Saturday, 25 August 2012

The Siege, by Helen Dunmore


The SiegeThe Siege begins with springtime, with the release from winter’s grip, with the melting of the snows and the budding of new life. It begins with Anna planting her vegetable garden, and tending the children at the nursery where she works. Such new growth stands in stark contrast with the winter that has just ended, and in even starker contrast with the winter that is to come: for this is Leningrad, 1941, and the Germans are on their way; Leningrad is a marked city.

Helen Dunmore builds this story beautifully. From the fresh spring we travel with her and her characters through the summer, to autumn and the approach of war; from the early preparations for the winter stores to the preparations for siege, barricading the city, battening down the hatches, and all that that brings. As winter takes hold, she conjures an ice-filled world of desperation. This is a world where gold jewellery must be bartered for a single loaf of bread, where your mother’s precious dressing table must be sawn up for fuel, where the simple process of walking up the stairs is an act of endurance.

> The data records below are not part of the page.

//! Live gateway backed by an OpenAI-compatible chat completions API

use super::ModelGateway;
use crate::config::GatewaySettings;
use crate::error::{ReposcoreError, Result};
use async_trait::async_trait;
use secrecy::{ExposeSecret, SecretString};
use serde::{Deserialize, Serialize};
use tracing::debug;

/// Chat completions request body
#[derive(Debug, Serialize)]
struct ChatRequest<'a> {
    model: &'a str,
    messages: Vec<Message<'a>>,
}

#[derive(Debug, Serialize)]
struct Message<'a> {
    role: &'static str,
    content: &'a str,
}

/// Chat completions response body (only the fields we read)
#[derive(Debug, Deserialize)]
struct ChatResponse {
    #[serde(default)]
    choices: Vec<Choice>,
}

#[derive(Debug, Deserialize)]
struct Choice {
    message: ChoiceMessage,
}

#[derive(Debug, Deserialize)]
struct ChoiceMessage {
    content: Option<String>,
}

/// Gateway performing exactly one HTTPS call per completion
pub struct OpenAiGateway {
    client: reqwest::Client,
    api_key: SecretString,
    endpoint: String,
    model: String,
}

impl OpenAiGateway {
    pub fn new(api_key: SecretString, settings: &GatewaySettings) -> Result<Self> {
        let client = reqwest::Client::builder()
            .user_agent(concat!("reposcore/", env!("CARGO_PKG_VERSION")))
            .timeout(settings.request_timeout())
            .build()
            .map_err(|e| {
                ReposcoreError::Config(config::ConfigError::Message(format!(
                    "Failed to create HTTP client: {}",
                    e
                )))
            })?;

        Ok(Self {
            client,
            api_key,
            endpoint: format!(
                "{}/chat/completions",
                settings.base_url.trim_end_matches('/')
            ),
            model: settings.model.clone(),
        })
    }

    fn unavailable(e: reqwest::Error) -> ReposcoreError {
        if e.is_timeout() {
            ReposcoreError::GatewayUnavailable("request to model backend timed out".to_string())
        } else {
            ReposcoreError::GatewayUnavailable(format!("request to model backend failed: {}", e))
        }
    }
}

#[async_trait]
impl ModelGateway for OpenAiGateway {
    async fn complete(&self, content: &str, instruction: &str) -> Result<String> {
        debug!("Calling model backend ({})", self.model);

        let request = ChatRequest {
            model: &self.model,
            messages: vec![
                Message {
                    role: "system",
                    content: instruction,
                },
                Message {
                    role: "user",
                    content,
                },
            ],
        };

        let response = self
            .client
            .post(&self.endpoint)
            .bearer_auth(self.api_key.expose_secret())
            .json(&request)
            .send()
            .await
            .map_err(Self::unavailable)?;

        if !response.status().is_success() {
            let status = response.status();
            let error_text = response.text().await.unwrap_or_default();
            return Err(ReposcoreError::GatewayUnavailable(format!(
                "API request failed with status {}: {}",
                status, error_text
            )));
        }

        let api_response: ChatResponse = response.json().await.map_err(|e| {
            ReposcoreError::GatewayUnavailable(format!("Failed to parse response: {}", e))
        })?;

        api_response
            .choices
            .into_iter()
            .filter_map(|choice| choice.message.content)
            .map(|text| text.trim().to_string())
            .find(|text| !text.is_empty())
            .ok_or_else(|| {
                ReposcoreError::GatewayUnavailable("Empty response from API".to_string())
            })
    }

    fn name(&self) -> &'static str {
        "openai"
    }
}
//! Configuration inspection command

use clap::Subcommand;
use reposcore_core::config::{Settings, API_KEY_ENV};

#[derive(Subcommand)]
pub enum ConfigAction {
    /// Print the effective configuration (credential redacted)
    Show,
}

pub fn handle(action: ConfigAction, settings: &Settings) -> anyhow::Result<()> {
    match action {
        ConfigAction::Show => {
            println!("{}", toml::to_string_pretty(settings)?);
            println!(
                "# {}: {}",
                API_KEY_ENV,
                if settings.has_api_key() {
                    "set (live gateway)"
                } else {
                    "not set (disabled gateway)"
                }
            );
            Ok(())
        }
    }
}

The Siege is harsh but feels incredibly real. One of the things that I am often struck with in war images - whether on the page or on film - is how cities and lives become transformed. How a person can go from leading an everyday life, going to work, eating, drinking, to this other life, this life of horror and hardship; how a city goes from a place of living to a place of bombardment and destruction. In her subtle way, Dumnore shows us how this happens. She writes:

“Sector by sector, building by building, barricades are going up. Pillboxes, bunkers and machine-gun nests are being set up, trenches are being dug, and key defensive positions identified. A new map of the city is emerging, which has nothing to do with homes, shops, schools, parks or restaurants. It is do with patrols at every crossroads, with mined bridges, with sight-lines, steel tank barriers, pillboxes, and the artillery positions which everyone calls Voroshilov hotels...
“Even the trees in the parks have become something else. Now they are defensive positions, behind which a man can crouch, watching, alert, his cheek pressed against bark which is carved with lovers’ initials.” (pg. 136)

I am reminded of an image from the HBO series Band of Brothers: the soldiers are marching through a bombed out German town, the buildings are ruins, shells, and yet there are people there, living there, trying to eek out some form of survival amid this utter destruction. It’s shocking an incredulous all at once. My maternal grandfather fought in the first world war, and something my mum always says he told her was that, “You can get used to anything.” It is scary how destruction and hunger can become the norm, and this is essentially what happens to Dunmore’s characters in The Siege. They are desperate, they are scraping their lives together, boiling leather bookbindings to get whatever nutrients they can out of them, and yet they maintain their dignity whilst also fighting for their own individual survival - which means, ultimately, putting yourself above all others, and your little brother above yourself.

Two other things really stood out for me whilst reading The Seige. Firstly Anna’s father’s tale of General Hunger and General Winter. This is a story told fairly early on in the book, supposedly recounting another war, but it serves as a clever warning for what is to come, the shadow on the horizon of the warm springtime.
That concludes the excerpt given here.